Why it works: Since the majority element appears more than half the time, every time it encounters a different element, the counter only reduces by one. Because the majority element has more occurrences than all other elements combined, it will remain as the candidate at the end.
Python Solution
from typing import List
class Solution:
def majorityElement(self, nums: List[int]) -> int:
candidate = None
count = 0
for num in nums:
if count == 0:
candidate = num
count += 1 if num == candidate else -1
return candidate
The implementation initializes the candidate and counter. It iterates through nums, updating the candidate whenever the count drops to zero, and adjusts the counter according to whether the current element matches the candidate. The final candidate is returned as the majority element.
Go Solution
func majorityElement(nums []int) int {
candidate := 0
count := 0
for _, num := range nums {
if count == 0 {
candidate = num
}
if num == candidate {
count++
} else {
count--
}
}
return candidate
}
The Go implementation mirrors the Python version. We use integer variables candidate and count. The main difference is that Go does not have built-in lists with dynamic resizing like Python, but slices provide the same functionality for iteration.
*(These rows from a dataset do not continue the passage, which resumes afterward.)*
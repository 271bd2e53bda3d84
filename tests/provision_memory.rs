//! Fan-out provisioning against the in-memory runtime.
//!
//! These cover the all-or-nothing guarantees: ordered results, cleanup after
//! a failed member, cleanup after cancellation, and idempotent release.

use std::sync::Arc;
use std::thread;
use std::time::{Duration, Instant};

use stevedore::docker::{CancelToken, MemoryRuntime};
use stevedore::{Error, ProvisionRequest, Provisioner};

fn runtime(images: &[&str]) -> Arc<MemoryRuntime> {
    let rt = Arc::new(MemoryRuntime::new());
    for image in images {
        rt.with_image(image);
    }
    rt
}

/// Poll `cond` until it holds or a few seconds pass.
fn eventually(mut cond: impl FnMut() -> bool) -> bool {
    let deadline = Instant::now() + Duration::from_secs(5);
    while Instant::now() < deadline {
        if cond() {
            return true;
        }
        thread::sleep(Duration::from_millis(5));
    }
    cond()
}

#[test]
fn results_follow_request_order() {
    let rt = runtime(&["redis:7", "mongo:4.4", "mysql:8"]);
    let p = Provisioner::new(rt.clone());
    let requests = [
        ProvisionRequest::new("redis:7", "6379").binding_port("36379"),
        ProvisionRequest::new("mongo:4.4", "27017").binding_port("37017"),
        ProvisionRequest::new("mysql:8", "3306").binding_port("33306"),
    ];

    let set = p.provision_all(&requests, &CancelToken::new()).unwrap();

    assert_eq!(set.len(), 3);
    let uris: Vec<_> = set.iter().map(|r| r.uri.as_str()).collect();
    assert_eq!(
        uris,
        ["127.0.0.1:36379", "127.0.0.1:37017", "127.0.0.1:33306"]
    );
    assert_eq!(rt.running_count(), 3);

    set.release().unwrap();
    assert!(rt.container_ids().is_empty());
}

#[test]
fn many_members_all_come_up() {
    let rt = runtime(&["redis:7"]);
    let p = Provisioner::new(rt.clone());
    let requests: Vec<_> = (0..12)
        .map(|i| ProvisionRequest::new("redis:7", "6379").name(format!("redis-{i}")))
        .collect();

    let set = p.provision_all(&requests, &CancelToken::new()).unwrap();

    assert_eq!(set.len(), 12);
    for (i, resource) in set.iter().enumerate() {
        assert_eq!(resource.name.as_deref(), Some(format!("redis-{i}").as_str()));
    }
    drop(set);
    assert!(rt.container_ids().is_empty());
}

#[test]
fn failing_member_releases_every_other_member() {
    for k in 0..3 {
        let rt = runtime(&["redis:7", "broken:1"]);
        rt.fail_create("broken:1");
        let p = Provisioner::new(rt.clone());
        let mut requests = vec![ProvisionRequest::new("redis:7", "6379"); 3];
        requests[k] = ProvisionRequest::new("broken:1", "80");

        let err = p.provision_all(&requests, &CancelToken::new()).unwrap_err();

        match err {
            Error::Aggregate {
                index,
                source,
                leaked,
            } => {
                assert_eq!(index, k);
                assert!(matches!(*source, Error::CreationFailed { .. }));
                assert!(leaked.is_empty());
            }
            other => panic!("expected Aggregate, got: {other:?}"),
        }
        assert!(rt.container_ids().is_empty(), "index {k} left containers behind");
    }
}

#[test]
fn port_failure_in_one_member_is_reported() {
    let rt = runtime(&["redis:7", "nobind:1"]);
    rt.drop_bindings("nobind:1");
    let p = Provisioner::new(rt.clone());

    let err = p
        .provision_all(
            &[
                ProvisionRequest::new("redis:7", "6379"),
                ProvisionRequest::new("nobind:1", "8080"),
            ],
            &CancelToken::new(),
        )
        .unwrap_err();

    assert!(matches!(err, Error::Aggregate { index: 1, ref source, .. }
        if matches!(**source, Error::PortUnavailable { .. })));
    assert!(rt.container_ids().is_empty());
}

#[test]
fn invalid_member_fails_the_whole_call() {
    let rt = runtime(&["redis:7"]);
    let p = Provisioner::new(rt.clone());

    let err = p
        .provision_all(
            &[ProvisionRequest::new("redis:7", "6379"), ProvisionRequest::default()],
            &CancelToken::new(),
        )
        .unwrap_err();

    assert!(matches!(err, Error::Aggregate { index: 1, ref source, .. }
        if matches!(**source, Error::InvalidRequest(_))));
    assert!(rt.container_ids().is_empty());
}

#[test]
fn cancelling_mid_flight_leaves_nothing_running() {
    let rt = runtime(&["slow-inspect:1", "slow-create:1"]);
    rt.stall_inspect("slow-inspect:1").stall_create("slow-create:1");
    let p = Provisioner::new(rt.clone());
    let cancel = CancelToken::new();
    let requests = [
        ProvisionRequest::new("slow-inspect:1", "6379"),
        ProvisionRequest::new("slow-inspect:1", "6379"),
        ProvisionRequest::new("slow-create:1", "6379"),
    ];

    thread::scope(|s| {
        let worker = s.spawn(|| p.provision_all(&requests, &cancel));

        // Two containers exist but have not been inspected yet; the third is
        // still being created.
        assert!(eventually(|| rt.container_ids().len() == 2));
        cancel.cancel();

        let err = worker.join().unwrap().unwrap_err();
        assert!(err.is_cancelled(), "unexpected error: {err}");
        assert!(err.leaked().is_empty());
    });

    assert!(rt.container_ids().is_empty());
    assert_eq!(rt.removals().len(), 2);
}

#[test]
fn cancelled_before_start_makes_no_containers() {
    let rt = runtime(&["redis:7"]);
    let p = Provisioner::new(rt.clone());
    let cancel = CancelToken::new();
    cancel.cancel();

    let err = p
        .provision_all(&[ProvisionRequest::new("redis:7", "6379")], &cancel)
        .unwrap_err();

    assert!(err.is_cancelled());
    assert!(rt.container_ids().is_empty());
}

#[test]
fn cancelling_after_success_releases_the_result() {
    let rt = runtime(&["redis:7"]);
    let p = Provisioner::new(rt.clone());
    let cancel = CancelToken::new();

    let set = p
        .provision_all(
            &[
                ProvisionRequest::new("redis:7", "6379"),
                ProvisionRequest::new("redis:7", "6379"),
            ],
            &cancel,
        )
        .unwrap();
    assert_eq!(rt.running_count(), 2);

    cancel.cancel();
    assert!(eventually(|| set.is_released()));
    assert!(rt.container_ids().is_empty());

    // Explicit release afterwards is a no-op.
    set.release().unwrap();
    assert_eq!(rt.removals().len(), 2);
}

#[test]
fn release_twice_equals_release_once() {
    let rt = runtime(&["redis:7"]);
    let p = Provisioner::new(rt.clone());
    let set = p
        .provision_all(&[ProvisionRequest::new("redis:7", "6379")], &CancelToken::new())
        .unwrap();

    set.release().unwrap();
    set.release().unwrap();

    assert_eq!(rt.removals().len(), 1);
    assert!(set.is_released());
}

#[test]
fn concurrent_release_is_safe() {
    let rt = runtime(&["redis:7"]);
    let p = Provisioner::new(rt.clone());
    let requests = vec![ProvisionRequest::new("redis:7", "6379"); 4];
    let set = p.provision_all(&requests, &CancelToken::new()).unwrap();

    thread::scope(|s| {
        for _ in 0..8 {
            s.spawn(|| set.release().unwrap());
        }
    });

    assert_eq!(rt.removals().len(), 4);
    assert!(rt.container_ids().is_empty());
}

#[test]
fn override_replaces_a_same_named_container() {
    let rt = runtime(&["redis:7"]);
    let old = rt.seed_container("svc-1", "redis:7");
    let p = Provisioner::new(rt.clone());

    let set = p
        .provision_all(
            &[ProvisionRequest::new("redis:7", "6379")
                .name("svc-1")
                .override_existing(true)],
            &CancelToken::new(),
        )
        .unwrap();

    assert_ne!(set[0].id, old);
    assert_eq!(rt.container_names(), vec!["svc-1"]);
    assert_eq!(rt.removals(), vec![old]);
}

#[test]
fn runtime_chosen_port_is_reported() {
    let rt = runtime(&["redis:7"]);
    let p = Provisioner::new(rt.clone());

    let set = p
        .provision_all(
            &[ProvisionRequest::new("redis:7", "6379").binding_port("")],
            &CancelToken::new(),
        )
        .unwrap();

    assert_eq!(set[0].port, "32768");
    assert_eq!(set[0].uri, "127.0.0.1:32768");
}

#[test]
fn unavailable_runtime_is_reported() {
    let rt = runtime(&["redis:7"]);
    rt.set_unavailable(true);
    let p = Provisioner::new(rt.clone());

    let err = p
        .provision_all(&[ProvisionRequest::new("redis:7", "6379")], &CancelToken::new())
        .unwrap_err();

    assert!(matches!(err, Error::Aggregate { ref source, .. }
        if matches!(**source, Error::RuntimeUnavailable(_))));
}

#[test]
fn stuck_member_is_listed_as_leaked() {
    let rt = runtime(&["stuck:1", "broken:1"]);
    rt.fail_remove("stuck:1").stall_inspect("stuck:1").fail_create("broken:1");
    let p = Provisioner::new(rt.clone());

    let err = p
        .provision_all(
            &[
                ProvisionRequest::new("stuck:1", "80"),
                ProvisionRequest::new("broken:1", "80"),
            ],
            &CancelToken::new(),
        )
        .unwrap_err();

    // The stuck container may or may not have been created before the
    // failure cancelled it; whatever is left must be reported.
    assert_eq!(err.leaked(), rt.container_ids());
}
No nil handling is needed because the array is guaranteed to have at least one element.
Worked Examples
Example 1: nums = [3,2,3]
| Step | num | candidate | count | Explanation |
|---|---|---|---|---|
| 1 | 3 | None -> 3 | 0 -> 1 | count=0, pick 3 as candidate |
| 2 | 2 | 3 | 1 -> 0 | 2 != 3, decrement count |
| 3 | 3 | 2 -> 3 | 0 -> 1 | count=0, pick 3 as new candidate |
Return 3.
Example 2: nums = [2,2,1,1,1,2,2]
| Step | num | candidate | count | Explanation |
|---|---|---|---|---|
| 1 | 2 | None -> 2 | 0 -> 1 | pick 2 |
| 2 | 2 | 2 | 1 -> 2 | match, increment |
| 3 | 1 | 2 | 2 -> 1 | mismatch, decrement |
| 4 | 1 | 2 | 1 -> 0 | mismatch, decrement, count=0 |
| 5 | 1 | 1 | 0 -> 1 | pick new candidate 1 |
| 6 | 2 | 1 | 1 -> 0 | mismatch, decrement, count=0 |
| 7 | 2 | 2 | 0 -> 1 | pick new candidate 2 |
Return 2.
Complexity Analysis
| Measure | Complexity | Explanation |
|---|---|---|
| Time | O(n) | Single pass through the array, constant time per element |
| Space | O(1) | Only two integer variables are used, no extra data structures |
The linear time complexity ensures scalability up to the maximum allowed input size, and constant space meets the follow-up requirement.
Test Cases
# provided examples
assert Solution().majorityElement([3,2,3]) == 3 # simple odd-length array
assert Solution().majorityElement([2,2,1,1,1,2,2]) == 2 # majority at end
# single element
assert Solution().majorityElement([5]) == 5 # edge case, array of length 1
# all elements same
assert Solution().majorityElement([1,1,1,1,1]) == 1 # all identical
# majority at start
assert Solution().majorityElement([9,9,8,8,9]) == 9 # majority at beginning
# majority in middle
assert Solution().majorityElement([4,4,5,4,5,4,6]) == 4 # majority in middle
| Test | Why |
|---|---|
| [3,2,3] | Odd-length, majority in first position |
| [2,2,1,1,1,2,2] | Majority element at the end, mix of elements |
| [5] | Single-element edge case |
| [1,1,1,1,1] | All elements identical |
| [9,9,8,8,9] | Majority at the start |
| [4,4,5,4,5,4,6] | Majority in the middle with other elements interspersed |
Edge Cases
One important edge case is an array with a single element. The algorithm handles this correctly because the candidate is initialized as None and updated immediately to the single element, which is trivially the majority. Another edge case is an array where all elements are identical. Here, the counter will increment repeatedly without any decrements, resulting in the correct majority. Finally, arrays where the majority element appears at irregular positions, such as at the start, middle, or end, could trip up naive algorithms that stop after finding a local maximum; the Boyer-Moore algorithm correctly aggregates counts across the entire array. In all these cases, the algorithm ensures correctness by maintaining a running candidate and counter invariant.